Damien: So do you like communicate with your clients? Or is it via email or?
Jade: Yes. Only via email. We don’t do phones yet, mostly because we haven’t had a need to. It’s like they are emailing, and we have some quite large clients that booked hundreds of rooms with us at only one time.
Eva: Any comment from the clients so far, like has anyone mentioned anything?
Jade: Yep. Yeah. We did have one company that was a little bit disgruntled with our service and then they dealt with — it was the previous one of our VAs — and we’re just singing her praises in an email. They have no idea she’s on the other side of the world.
Jade: They have nicknames that are commonly Australian-sounding names. That helps, too, because I think they just believe they’re in our office, and we don’t tell them otherwise.
Eva: But you actually have a Filipino person working in your office, too.
Jade: We do! We do.
Eva: That’s right.
Jade: One of our longest-serving members in our office is a Filipino, actually. He’s physically in the office. That’s been helpful too, for us.
What Difference Has Outsourcing Made For Your Business?
Damien: What’s the biggest difference it’s made to your business? And has the outsourcing changed, I suppose your lifestyle, your business. The business in Western Australia or in Queensland.
Jade: Productively, largely. Productivity, customer service obviously because they get back to people really quickly. The fact that all the people in the office have a lighter load. We are able to put less people on the roster as a result of that and that helps with the bottom line as well. We don’t like spending a lot of money on wages, but yeah it’s everything. It’s been amazing.

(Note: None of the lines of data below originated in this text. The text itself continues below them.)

fn text_field() -> Value {
    Value::native("TextField", |_, args| {
        let props = props_arg(args);
        let mut children = Vec::new();
        if let Some(label) = props.get("label") {
            let mut label_props = Properties::new();
            label_props.insert("className".to_string(), text("MuiInputLabel-root"));
            if let Some(id) = props.get("id") {
                label_props.insert("htmlFor".to_string(), id.clone());
            }
            children.push(host("label", label_props, vec![label.clone()]));
        }
        let mut input_props = Properties::new();
        input_props.insert("className".to_string(), text("MuiInputBase-input"));
        for (key, value) in &props {
            if matches!(
                key.as_str(),
                "id" | "name" | "type" | "value" | "defaultValue" | "placeholder" | "disabled" | "required"
            ) {
                input_props.insert(key.clone(), value.clone());
            }
        }
        let multiline = flag(&props, "multiline");
        children.push(host(if multiline { "textarea" } else { "input" }, input_props, Vec::new()));
        if let Some(helper) = props.get("helperText") {
            let mut helper_props = Properties::new();
            helper_props.insert("className".to_string(), text("MuiFormHelperText-root"));
            children.push(host("p", helper_props, vec![helper.clone()]));
        }
        let mut root = Properties::new();
        root.insert(
            "className".to_string(),
            text(
                mui_classes("TextField", &props)
                    .into_iter()
                    .chain(string_prop(&props, "className"))
                    .collect::<Vec<_>>()
                    .join(" "),
            ),
        );
        Ok(host("div", root, children))
    })
}

fn chip() -> Value {
    Value::native("Chip", |_, args| {
        let props = props_arg(args);
        let mut label_props = Properties::new();
        label_props.insert("className".to_string(), text("MuiChip-label"));
        let label = host("span", label_props, vec![props.get("label").cloned().unwrap_or_default()]);
        let mut forwarded = forward(&props, mui_classes("Chip", &props), MUI_PROPS);
        forwarded.shift_remove("children");
        let children = props.get("icon").cloned().into_iter().chain([label]).collect();
        forwarded.shift_remove("icon");
        Ok(host("div", forwarded, children))
    })
}

fn list_item_text() -> Value {
    Value::native("ListItemText", |_, args| {
        let props = props_arg(args);
        let mut children = Vec::new();
        if let Some(primary) = props.get("primary").or_else(|| props.get("children")) {
            let mut primary_props = Properties::new();
            primary_props.insert("className".to_string(), text("MuiTypography-root MuiTypography-body1"));
            children.push(host("span", primary_props, vec![primary.clone()]));
        }
        if let Some(secondary) = props.get("secondary") {
            let mut secondary_props = Properties::new();
            secondary_props.insert("className".to_string(), text("MuiTypography-root MuiTypography-body2"));
            children.push(host("p", secondary_props, vec![secondary.clone()]));
        }
        let mut forwarded = forward(&props, vec!["MuiListItemText-root".to_string()], MUI_PROPS);
        forwarded.shift_remove("children");
        Ok(host("div", forwarded, children))
    })
}

fn alert() -> Value {
    Value::native("Alert", |_, args| {
        let props = props_arg(args);
        let severity = string_prop(&props, "severity").unwrap_or_else(|| "success".to_string());
        let mut classes = mui_classes("Alert", &props);
        if !props.contains_key("severity") {
            classes.push(format!("MuiAlert-{}", severity));
        }
        let mut forwarded = forward(&props, classes, MUI_PROPS);
        forwarded.insert("role".to_string(), text("alert"));
        Ok(host("div", forwarded, Vec::new()))
    })
}

/// `@mui/material` named exports
pub fn material() -> Arc<ModuleNamespace> {
    namespace(material_components())
}

fn material_components() -> Vec<(&'static str, Value)> {
    vec![
        ("Box", mui("Box", "div")),
        ("Button", mui("Button", "button")),
        ("IconButton", mui("IconButton", "button")),
        ("Card", mui("Card", "div")),
        ("CardContent", mui("CardContent", "div")),
        ("CardActions", mui("CardActions", "div")),
        ("Paper", mui("Paper", "div")),
        ("Container", mui("Container", "div")),
        ("AppBar", mui("AppBar", "header")),
        ("Toolbar", mui("Toolbar", "div")),
        ("Avatar", mui("Avatar", "div")),
        ("Divider", mui("Divider", "hr")),
        ("List", mui("List", "ul")),
        ("ListItem", mui("ListItem", "li")),
        ("Typography", typography()),
        ("Stack", stack()),
        ("Grid", grid()),
        ("TextField", text_field()),
        ("Chip", chip()),
        ("ListItemText", list_item_text()),
        ("Alert", alert()),
    ]
}
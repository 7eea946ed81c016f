//! Preview pipeline: load an artifact and render it inside a boundary

use std::sync::Arc;

use tracing::debug;

use crate::boundary::{BoundaryHost, ErrorBoundary, RenderFailure, fallback_html};
use crate::error::{LoadError, LoadResult};
use crate::loader::{LoadedArtifact, LoaderConfig, ModuleLoader};
use crate::registry::ModuleRegistry;
use crate::targets::{Target, registry_for};
use crate::vfs::VirtualFileSet;

/// Outcome of a preview
#[derive(Debug, Clone, PartialEq, Eq)]
pub enum Mount {
    /// Markup produced by the artifact
    Rendered(String),
    /// Fallback markup describing the failure
    Fallback(String),
}

impl Mount {
    pub fn html(&self) -> &str {
        match self {
            Mount::Rendered(html) | Mount::Fallback(html) => html,
        }
    }

    pub fn is_rendered(&self) -> bool {
        matches!(self, Mount::Rendered(_))
    }
}

/// Renders artifacts for one target
#[derive(Debug, Clone)]
pub struct Previewer {
    target: Target,
    loader: Option<ModuleLoader>,
}

impl Previewer {
    pub fn new(target: Target, config: LoaderConfig) -> Self {
        let loader =
            registry_for(target).map(|registry| ModuleLoader::new(Arc::new(registry), config));
        Self { target, loader }
    }

    /// Preview against a caller-supplied registry
    pub fn with_registry(
        target: Target,
        registry: Arc<ModuleRegistry>,
        config: LoaderConfig,
    ) -> Self {
        Self {
            target,
            loader: Some(ModuleLoader::new(registry, config)),
        }
    }

    pub fn target(&self) -> Target {
        self.target
    }

    pub fn loader(&self) -> Option<&ModuleLoader> {
        self.loader.as_ref()
    }

    /// Load without rendering
    pub fn load(&self, files: &VirtualFileSet) -> LoadResult<LoadedArtifact> {
        match &self.loader {
            Some(loader) => loader.load(files),
            None => Err(LoadError::Unsupported(self.target.to_string())),
        }
    }

    /// Load and render to HTML, outside any boundary
    pub fn render(&self, files: &VirtualFileSet) -> Result<String, RenderFailure> {
        let mut artifact = self.load(files)?;
        artifact.render().map_err(|error| {
            let mut failure = RenderFailure::from(error);
            if let Some(detail) = failure.detail.as_mut() {
                detail.path = Some(files.entry().to_string());
            }
            failure
        })
    }

    /// Render `files` inside `boundary`, keyed by the file set's identity
    pub fn preview<H: BoundaryHost>(
        &self,
        files: &VirtualFileSet,
        boundary: &mut ErrorBoundary<H>,
    ) -> Mount {
        self.preview_as(files, &files.identity(), boundary)
    }

    /// Render `files` inside `boundary` under a caller-chosen identity. A
    /// faulted boundary stays faulted while `identity` is unchanged.
    pub fn preview_as<H: BoundaryHost>(
        &self,
        files: &VirtualFileSet,
        identity: &str,
        boundary: &mut ErrorBoundary<H>,
    ) -> Mount {
        debug!(identity, "previewing {} artifact", self.target);
        match boundary.render(identity, || self.render(files)) {
            Ok(html) => Mount::Rendered(html),
            Err(failure) => Mount::Fallback(fallback_html(failure)),
        }
    }
}
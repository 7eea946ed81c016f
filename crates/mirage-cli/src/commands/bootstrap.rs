//! Bootstrap command - build the browser document for a native-ESM target.

use anyhow::{Context, Result};
use clap::Args;
use mirage_engine::{BootstrapDescriptor, Target, render_bootstrap};
use std::path::PathBuf;

use super::{build_import_map, emit, pick_origin, pick_target, read_manifest};
use crate::config::Config;
use crate::input::read_artifact;

#[derive(Args)]
pub struct BootstrapCommand {
    /// Artifact directory, share-state JSON, or single source file
    pub input: PathBuf,

    /// Native-ESM target (vuetify or element-plus)
    #[arg(long, short)]
    pub target: Option<Target>,

    /// Entry file, relative to the artifact
    #[arg(long)]
    pub entry: Option<String>,

    /// Package manifest; defaults to the target's pinned packages
    #[arg(long)]
    pub manifest: Option<PathBuf>,

    /// CDN origin packages are served from
    #[arg(long)]
    pub origin: Option<String>,

    /// Write HTML here instead of stdout
    #[arg(long, short)]
    pub out: Option<PathBuf>,
}

impl BootstrapCommand {
    pub fn run(&self, config: &Config) -> Result<()> {
        let entry = self.entry.as_deref().or(config.preview.entry.as_deref());
        let artifact = read_artifact(&self.input, entry)?;
        let target = pick_target(self.target, artifact.target, config);
        let descriptor = BootstrapDescriptor::for_target(target).with_context(|| {
            format!("Target '{}' renders in-process; use `mirage render`", target)
        })?;

        let manifest = match self.manifest.clone().or_else(|| config.manifest_path()) {
            Some(path) => read_manifest(&path)?,
            None => descriptor.packages.clone(),
        };
        let origin = pick_origin(self.origin.as_deref(), config);
        let import_map = build_import_map(&manifest, origin)?;

        let html = render_bootstrap(&descriptor, &import_map, &artifact.files, origin)
            .context("Failed to serialize bootstrap document")?;
        emit(&html, self.out.as_deref())
    }
}
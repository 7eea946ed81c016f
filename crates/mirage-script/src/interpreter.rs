//! Tree-walking evaluator

use std::sync::Arc;

use crate::ast::*;
use crate::builtins;
use crate::error::{ScriptError, ScriptResult, check_array_length, check_string_length};
use crate::scope::Scope;
use crate::value::{Closure, ElementKind, Properties, Value};

/// Call depth at which evaluation fails with a `RangeError`
pub const DEFAULT_MAX_CALL_DEPTH: usize = 96;

/// Statement completion
#[derive(Debug)]
pub enum Flow {
    Normal,
    Return(Value),
}

pub struct Interpreter {
    globals: Arc<Scope>,
    depth: usize,
    max_depth: usize,
}

impl Default for Interpreter {
    fn default() -> Self {
        Self::new()
    }
}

Eva: What about stress levels or? Has that impacted the business at all?
Jade: Yeah, definitely. It’s lower. It’s lower for the guys on the ground working in the office. They know they’ve got that backup.

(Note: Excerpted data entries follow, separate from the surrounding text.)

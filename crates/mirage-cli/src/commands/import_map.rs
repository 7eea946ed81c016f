//! Import-map command - turn a package manifest into a browser import map.

use anyhow::Result;
use clap::Args;
use std::path::PathBuf;

use super::{build_import_map, emit, pick_origin, read_manifest};
use crate::config::Config;

#[derive(Args)]
pub struct ImportMapCommand {
    /// Package manifest (JSON array of `{ "name", "path" }`); defaults to
    /// the config's `cdn.manifest`
    pub manifest: Option<PathBuf>,

    /// CDN origin packages are served from
    #[arg(long)]
    pub origin: Option<String>,

    /// Emit a `<script type="importmap">` tag instead of bare JSON
    #[arg(long)]
    pub script: bool,

    /// Write output here instead of stdout
    #[arg(long, short)]
    pub out: Option<PathBuf>,
}

impl ImportMapCommand {
    pub fn run(&self, config: &Config) -> Result<()> {
        let Some(path) = self.manifest.clone().or_else(|| config.manifest_path()) else {
            anyhow::bail!("No manifest given and no `cdn.manifest` configured");
        };
        let manifest = read_manifest(&path)?;
        let map = build_import_map(&manifest, pick_origin(self.origin.as_deref(), config))?;
        let output = if self.script {
            map.to_script_tag()?
        } else {
            map.to_json()?
        };
        emit(&output, self.out.as_deref())
    }
}
//! Import maps for browser-native ESM targets

use indexmap::IndexMap;
use serde::{Deserialize, Serialize};

use crate::error::ManifestConflictError;

/// One externally hosted package
#[derive(Debug, Clone, PartialEq, Eq, Serialize, Deserialize)]
pub struct PackageManifestEntry {
    /// Bare specifier the package is imported by
    pub name: String,
    /// Path of the package's ESM bundle under the CDN origin
    #[serde(alias = "versionedPath")]
    pub path: String,
}

impl PackageManifestEntry {
    pub fn new(name: impl Into<String>, path: impl Into<String>) -> Self {
        Self {
            name: name.into(),
            path: path.into(),
        }
    }
}

/// Parse a manifest file: a JSON array of `{ "name", "path" }` records
pub fn parse_manifest(json: &str) -> serde_json::Result<Vec<PackageManifestEntry>> {
    serde_json::from_str(json)
}

/// Browser import map (`{"imports": {...}}`)
#[derive(Debug, Clone, Default, PartialEq, Eq, Serialize, Deserialize)]
pub struct ImportMap {
    pub imports: IndexMap<String, String>,
}

impl ImportMap {
    /// Map each manifest entry's name to `origin/path`, keeping manifest
    /// order. A repeated name fails instead of overwriting.
    pub fn build(
        manifest: &[PackageManifestEntry],
        origin: &str,
    ) -> Result<Self, ManifestConflictError> {
        let mut imports = IndexMap::with_capacity(manifest.len());
        for entry in manifest {
            if imports.contains_key(&entry.name) {
                return Err(ManifestConflictError {
                    name: entry.name.clone(),
                });
            }
            imports.insert(entry.name.clone(), join_url(origin, &entry.path));
        }
        Ok(Self { imports })
    }

    pub fn get(&self, name: &str) -> Option<&str> {
        self.imports.get(name).map(String::as_str)
    }

    pub fn len(&self) -> usize {
        self.imports.len()
    }

    pub fn is_empty(&self) -> bool {
        self.imports.is_empty()
    }

    pub fn to_json(&self) -> serde_json::Result<String> {
        serde_json::to_string_pretty(self)
    }

    /// `<script type="importmap">` element carrying this map
    pub fn to_script_tag(&self) -> serde_json::Result<String> {
        Ok(format!(
            "<script type=\"importmap\">\n{}\n</script>",
            escape_script(&self.to_json()?)
        ))
    }
}

/// Join an origin and a relative path with exactly one `/` between them.
/// Only one trailing slash on the origin and one leading slash on the path
/// are absorbed.
pub fn join_url(origin: &str, path: &str) -> String {
    let origin = origin.strip_suffix('/').unwrap_or(origin);
    let path = path.strip_prefix('/').unwrap_or(path);
    format!("{}/{}", origin, path)
}

/// Keep inline script content from closing its own element
pub(crate) fn escape_script(content: &str) -> String {
    content.replace("</", "<\\/")
}

#[cfg(test)]
mod tests {
    use super::*;

    fn manifest() -> Vec<PackageManifestEntry> {
        vec![
            PackageManifestEntry::new("vue", "vue@3.4.21/dist/vue.esm-browser.prod.js"),
            PackageManifestEntry::new("vuetify", "/vuetify@3.5.8/dist/vuetify.esm.js"),
            PackageManifestEntry::new("@vue/shared", "@vue/shared@3.4.21/dist/shared.esm-bundler.js"),
        ]
    }

    #[test]
    fn test_build_preserves_order() {
        let map = ImportMap::build(&manifest(), "https://cdn.example.com/").unwrap();
        let keys: Vec<_> = map.imports.keys().map(String::as_str).collect();
        assert_eq!(keys, vec!["vue", "vuetify", "@vue/shared"]);
        assert_eq!(
            map.get("vue"),
            Some("https://cdn.example.com/vue@3.4.21/dist/vue.esm-browser.prod.js")
        );
        assert_eq!(
            map.get("vuetify"),
            Some("https://cdn.example.com/vuetify@3.5.8/dist/vuetify.esm.js")
        );
    }

    #[test]
    fn test_duplicate_name_fails() {
        let mut entries = manifest();
        entries.push(PackageManifestEntry::new("vue", "vue@2/dist/vue.js"));
        let err = ImportMap::build(&entries, "https://cdn.example.com").unwrap_err();
        assert_eq!(err.name, "vue");
    }

    #[test]
    fn test_join_url_absorbs_one_slash() {
        assert_eq!(join_url("https://cdn", "a.js"), "https://cdn/a.js");
        assert_eq!(join_url("https://cdn/", "/a.js"), "https://cdn/a.js");
        assert_eq!(join_url("https://cdn//", "a.js"), "https://cdn//a.js");
        assert_eq!(join_url("", "a.js"), "/a.js");
    }

    #[test]
    fn test_manifest_accepts_versioned_path() {
        let entries = parse_manifest(
            r#"[{ "name": "vue", "path": "vue.js" }, { "name": "element-plus", "versionedPath": "ep@2/index.mjs" }]"#,
        )
        .unwrap();
        assert_eq!(entries[1], PackageManifestEntry::new("element-plus", "ep@2/index.mjs"));
    }

    #[test]
    fn test_serialized_form() {
        let map = ImportMap::build(&manifest()[..1], "https://cdn").unwrap();
        let json: serde_json::Value = serde_json::from_str(&map.to_json().unwrap()).unwrap();
        assert_eq!(
            json,
            serde_json::json!({ "imports": { "vue": "https://cdn/vue@3.4.21/dist/vue.esm-browser.prod.js" } })
        );
        let tag = map.to_script_tag().unwrap();
        assert!(tag.starts_with("<script type=\"importmap\">"));
        assert!(tag.ends_with("</script>"));
    }
}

What Would You Say To A Business Owner Thinking About Outsourcing?
Jade: That’s interesting, because a lady bailed me up on the toilet about an hour ago and asked me exactly that. I’m not even kidding. And I said like I was in the same place 12 months ago. I was really nervous that I wouldn’t have enough work to give somebody. I was really nervous about the actual implementation, how is it even gonna work, I don’t even know how to train someone on the other side of the country, let alone the other side of the world. It’s difficult. It’s a mental thing now, really. Once you know how to do it, it’s okay. Maybe what I didn’t realize at the time was how much support I was gonna get from you Eva.
Eva: And it was so easy! We literally did it in like under an hour.
Jade: I know. Like it took me no time to learn. But it’s like this mental block, I don’t know how to do that. I don’t know how to do that. And then suddenly, one hour of training and I’m like, yeah I’m alright with that. That’s easy, I’ll show my other team how to do that.
Eva: So you had Jing, you had Skype, you had Zoom, everything all ready.
Jade: So I think my advise would be just to have a go. Don’t worry about what you’ve got to give them, whether you’ve got enough work to give them, because that will come. Maybe you probably need about a week of a slightly clearer schedule just to make sure that you can, because you still have to integrate them like a team member. You can’t just treat them like they’re nobody on the other side of the world, and they’ll be right, they’ll figure it out.
Eva: They are human beings.
Jade: They are human.
Jade: You do need to train them but with the training videos that you make, lots of short videos, if they’ve forgotten how to do something they don’t need to ask me again and waste my time. They just go back to the video and watch it again. So it’s quite simple really.